1. Chemical Bonding

2. Chemical Families The Rutherford-Bohr models of the atom can be extended to develop a model of how chemical compounds form.

3. Steps for Drawing Atoms 1.Find the element on the periodic table. How many protons does it have? 2. Because atoms are neutral, the number of electrons will equal the number of protons 3. Draw a nucleus and write the number of protons in the center. 4. What row is the element in on the periodic table? This will be how many rings go around the nucleus.

4. Drawing Atoms The first ring around the nucleus can hold a maximum of 2 electrons. The second ring around the nucleus can hold a maximum of 8 electrons. The third ring can around the nucleus can hold a maximum of 8 electrons. The fourth ring around the nucleus can hold a maximum of 18 electrons.

5. Electron Shells for the First 20 Elements

6. You can see from the shell diagrams that the elements in each group show some differences. The atomic mass increases as you go down a group. The number of electrons increases as you go down a group. The radius of the atom increases as you go down a group to accommodate the extra electrons. In spite of these differences, all the atoms in a group have one thing in common – the number of electrons in the outer shell (outer shell electrons are used for bonding and are called valence electrons).

7. The Noble Gases Numerous laboratory experiments have confirmed that all noble gases are chemically stable. This means that they are highly unlikely to take part in a chemical change. In fact, only the very large noble gases can be made chemically reactive at all, but soon after a reaction occurs, the compound decomposes and allows the noble gas to return to its solitary self.

9. Noble gases have complete outer shells with eight electrons. Helium has 2 electrons in its outer shell and can take no more so it is said to have a full outer shell. Having a complete outer shell, with eight electrons, is often called a stable octet. The idea of a stable octet helps explain why other elements react.

10. The Halogens (one electron short of stability!)

11. Halogens have seven electrons in their outer shell. Halogens can lose those seven electrons to have a complete inner shell OR they could try and gain just one more electron. Halogens will react vigorously to try and gain one more electron to complete its outer shell.

12. The Alkali Metals (one electron beyond stability)

13. Alkali metals have one electron in their outer shell.
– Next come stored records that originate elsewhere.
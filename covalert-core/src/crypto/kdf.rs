// SPDX-FileCopyrightText: 2026 Mattia Egloff <mattia.egloff@pm.me>
//
// SPDX-License-Identifier: GPL-3.0-or-later

//! HKDF Key Derivation Function
//!
//! HMAC-based Extract-and-Expand Key Derivation Function (RFC 5869).
//! Turns the raw X25519 output of registration into the keys used to
//! authenticate protocol requests.

use ring::hmac;
use thiserror::Error;

const HASH_LEN: usize = 32;

/// KDF error types.
#[derive(Error, Debug)]
pub enum KDFError {
    #[error("Output length exceeds maximum (255 * hash_len)")]
    OutputTooLong,
}

/// HKDF-SHA256 key derivation.
pub struct HKDF;

impl HKDF {
    /// HKDF Extract: PRK = HMAC-SHA256(salt, IKM)
    ///
    /// If salt is None, uses a string of HashLen zeros.
    pub fn extract(salt: Option<&[u8]>, ikm: &[u8]) -> [u8; HASH_LEN] {
        let default_salt = [0u8; HASH_LEN];
        let key = hmac::Key::new(hmac::HMAC_SHA256, salt.unwrap_or(&default_salt));
        let mut prk = [0u8; HASH_LEN];
        prk.copy_from_slice(hmac::sign(&key, ikm).as_ref());
        prk
    }

    /// HKDF Expand: OKM = T(1) || T(2) || ...
    /// where T(i) = HMAC-SHA256(PRK, T(i-1) || info || i)
    pub fn expand(prk: &[u8; HASH_LEN], info: &[u8], length: usize) -> Result<Vec<u8>, KDFError> {
        if length > 255 * HASH_LEN {
            return Err(KDFError::OutputTooLong);
        }

        let key = hmac::Key::new(hmac::HMAC_SHA256, prk);
        let mut okm = Vec::with_capacity(length.div_ceil(HASH_LEN) * HASH_LEN);
        let mut t_prev: Vec<u8> = Vec::new();

        for i in 1..=length.div_ceil(HASH_LEN) {
            let mut ctx = hmac::Context::with_key(&key);
            ctx.update(&t_prev);
            ctx.update(info);
            ctx.update(&[i as u8]);
            t_prev = ctx.sign().as_ref().to_vec();
            okm.extend_from_slice(&t_prev);
        }

        okm.truncate(length);
        Ok(okm)
    }

    /// Derives a fixed-size 32-byte key.
    ///
    /// A single expand block, so the length check cannot fail.
    pub fn derive_key(salt: Option<&[u8]>, ikm: &[u8], info: &[u8]) -> [u8; HASH_LEN] {
        let prk = Self::extract(salt, ikm);
        let key = hmac::Key::new(hmac::HMAC_SHA256, &prk);

        let mut ctx = hmac::Context::with_key(&key);
        ctx.update(info);
        ctx.update(&[1u8]);

        let mut out = [0u8; HASH_LEN];
        out.copy_from_slice(ctx.sign().as_ref());
        out
    }
}
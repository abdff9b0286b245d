// SPDX-FileCopyrightText: 2026 Mattia Egloff <mattia.egloff@pm.me>
//
// SPDX-License-Identifier: GPL-3.0-or-later

//! Multi-pass aggregation and light certificate derivation.

use std::sync::Arc;

use tracing::{debug, info, instrument, warn};

use super::validation::{self, ValidCertificate, ValidationError};
use super::{
    HealthCertificate, LightDccRequest, LightDccResult, MultiPassFailure, MultiPassRequest,
    MultiPassResult,
};
use crate::api::call::{authenticated_status_error, send_authenticated};
use crate::api::{ClientConfig, DeviceContext, ProtocolError, ProtocolResult};
use crate::crypto::MacPrefix;
use crate::network::wire::{
    paths, ErrorBody, MultiPassAggregateResponseContent, MultiPassErrorResponse,
};
use crate::network::{ApiRequest, ApiResponse, Transport};
use crate::registration::{DeviceKeyPair, SharedSecret, KEY_DEVICE_PRIVATE};

/// Certificate operations against the aggregation server.
///
/// Calls are independent; any number may run concurrently with each other
/// and with a status sync.
pub struct CertificateAggregator<T: Transport> {
    ctx: Arc<DeviceContext>,
    transport: Arc<T>,
    config: ClientConfig,
}

impl<T: Transport> CertificateAggregator<T> {
    pub fn new(ctx: Arc<DeviceContext>, transport: Arc<T>, config: ClientConfig) -> Self {
        CertificateAggregator {
            ctx,
            transport,
            config,
        }
    }

    /// Checks a certificate's structure. Does not modify it.
    pub fn validate(&self, cert: &HealthCertificate) -> Result<ValidCertificate, ValidationError> {
        validation::validate(cert)
    }

    /// Builds a request bound to this device's public key.
    pub fn request_for(
        &self,
        certificates: Vec<ValidCertificate>,
    ) -> ProtocolResult<MultiPassRequest> {
        self.require_secret()?;
        let stored = self.ctx.key_store().load_key(KEY_DEVICE_PRIVATE)?;
        let bytes: [u8; 32] = stored
            .and_then(|b| b.try_into().ok())
            .ok_or(ProtocolError::NotRegistered)?;
        let pair = DeviceKeyPair::from_secret_bytes(bytes);
        Ok(MultiPassRequest::from_valid(
            pair.public_key_base64(),
            certificates,
        ))
    }

    /// Submits certificates for aggregation.
    ///
    /// A refusal is returned as [`MultiPassResult::Failure`], not as an
    /// error, so the caller can show per-certificate status.
    #[instrument(skip_all, fields(certificates = request.certificates.len()))]
    pub async fn aggregate(&self, request: &MultiPassRequest) -> ProtocolResult<MultiPassResult> {
        if request.certificates.is_empty() {
            return Err(ProtocolError::EmptyAggregate);
        }
        let secret = self.require_secret()?;

        let response = self
            .send(&secret, paths::MULTIPASS_AGGREGATE, MacPrefix::Aggregate, request)
            .await?;

        match response.status {
            200..=299 => {
                let content: MultiPassAggregateResponseContent =
                    response.parse().map_err(|e| {
                        ProtocolError::IncompatibleProtocol(format!("aggregate response: {}", e))
                    })?;
                info!("multi-pass issued");
                Ok(MultiPassResult::Success {
                    certificate: content.certificate,
                })
            }
            401 | 403 | 408 | 410 | 426 | 429 => Err(authenticated_status_error(response.status)),
            400..=499 => {
                let failure = parse_failure(&response, request.certificates.len())?;
                warn!(
                    status = failure.status,
                    refused = failure.failed_indices().len(),
                    "multi-pass refused"
                );
                Ok(MultiPassResult::Failure(failure))
            }
            status => Err(authenticated_status_error(status)),
        }
    }

    /// Asks the server for a light certificate derived from `original`.
    #[instrument(skip_all)]
    pub async fn derive_light_certificate(
        &self,
        key: &str,
        original: &HealthCertificate,
    ) -> ProtocolResult<LightDccResult> {
        let secret = self.require_secret()?;
        let request = LightDccRequest {
            key: key.to_string(),
            original_certificate: original.clone(),
        };

        let response = self
            .send(&secret, paths::LIGHT_DCC, MacPrefix::LightCertificate, &request)
            .await?;

        match response.status {
            200..=299 => {
                let result: LightDccResult = response.parse().map_err(|e| {
                    ProtocolError::IncompatibleProtocol(format!("light response: {}", e))
                })?;
                debug!("light certificate derived");
                Ok(result)
            }
            400 | 404 | 410 | 422 => {
                let body: ErrorBody = response.parse().unwrap_or_default();
                let reason = body
                    .message
                    .or(body.code)
                    .unwrap_or_else(|| "certificate rejected".to_string());
                warn!(status = response.status, "light certificate refused");
                Err(ProtocolError::DerivationRejected {
                    status: response.status,
                    reason,
                })
            }
            status => Err(authenticated_status_error(status)),
        }
    }

    fn require_secret(&self) -> ProtocolResult<SharedSecret> {
        self.ctx
            .current_secret()
            .ok_or(ProtocolError::NotRegistered)
    }

    async fn send<B: serde::Serialize>(
        &self,
        secret: &SharedSecret,
        path: &str,
        prefix: MacPrefix,
        body: &B,
    ) -> ProtocolResult<ApiResponse> {
        let request = ApiRequest::post_json(path, body)
            .map_err(|e| ProtocolError::Serialization(e.to_string()))?;
        let payload = request.body.clone();
        let request = secret.authorize(request, prefix, self.ctx.clock().now(), &payload);
        send_authenticated(self.transport.as_ref(), request, self.config.request_timeout).await
    }
}

/// Reads a structured refusal. Only a body without a readable
/// `{status, errors}` envelope falls back to a failure carrying the HTTP
/// status and no per-certificate errors.
fn parse_failure(response: &ApiResponse, submitted: usize) -> ProtocolResult<MultiPassFailure> {
    let Ok(body) = response.parse::<MultiPassErrorResponse>() else {
        return Ok(MultiPassFailure {
            status: response.status,
            errors: Vec::new(),
        });
    };
    let errors = body.descriptors();
    if errors.len() > submitted {
        return Err(ProtocolError::IncompatibleProtocol(format!(
            "{} errors for {} certificates",
            errors.len(),
            submitted
        )));
    }
    Ok(MultiPassFailure {
        status: body.status,
        errors,
    })
}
Alkali metals can lose that one electron to have a complete inner shell OR they could try and gain seven more electrons. Alkali metals will react vigorously to try and lose the one outer shell electron to have a complete outer shell.

14. The Alkaline Earth Metals (two electrons beyond stability)

15. The alkaline earth metals have two electrons in their outer shell. Alkaline earth metals can gain six electrons to complete their out shells, or they could lose two electrons. Alkaline metals will react quite vigorously to lose two electrons, but not as vigorously as group 1.

16. Boron’s family have three electrons in their outer shell and will lose those three to have stable outer shells. Carbon’s family can gain or lose four electrons to have a stable octet. Nitrogen’s family have five outer shell electrons and will gain three to have a stable outer shell. Oxygen’s family have six electrons in their outer shell and will gain two electrons to have a stable octet.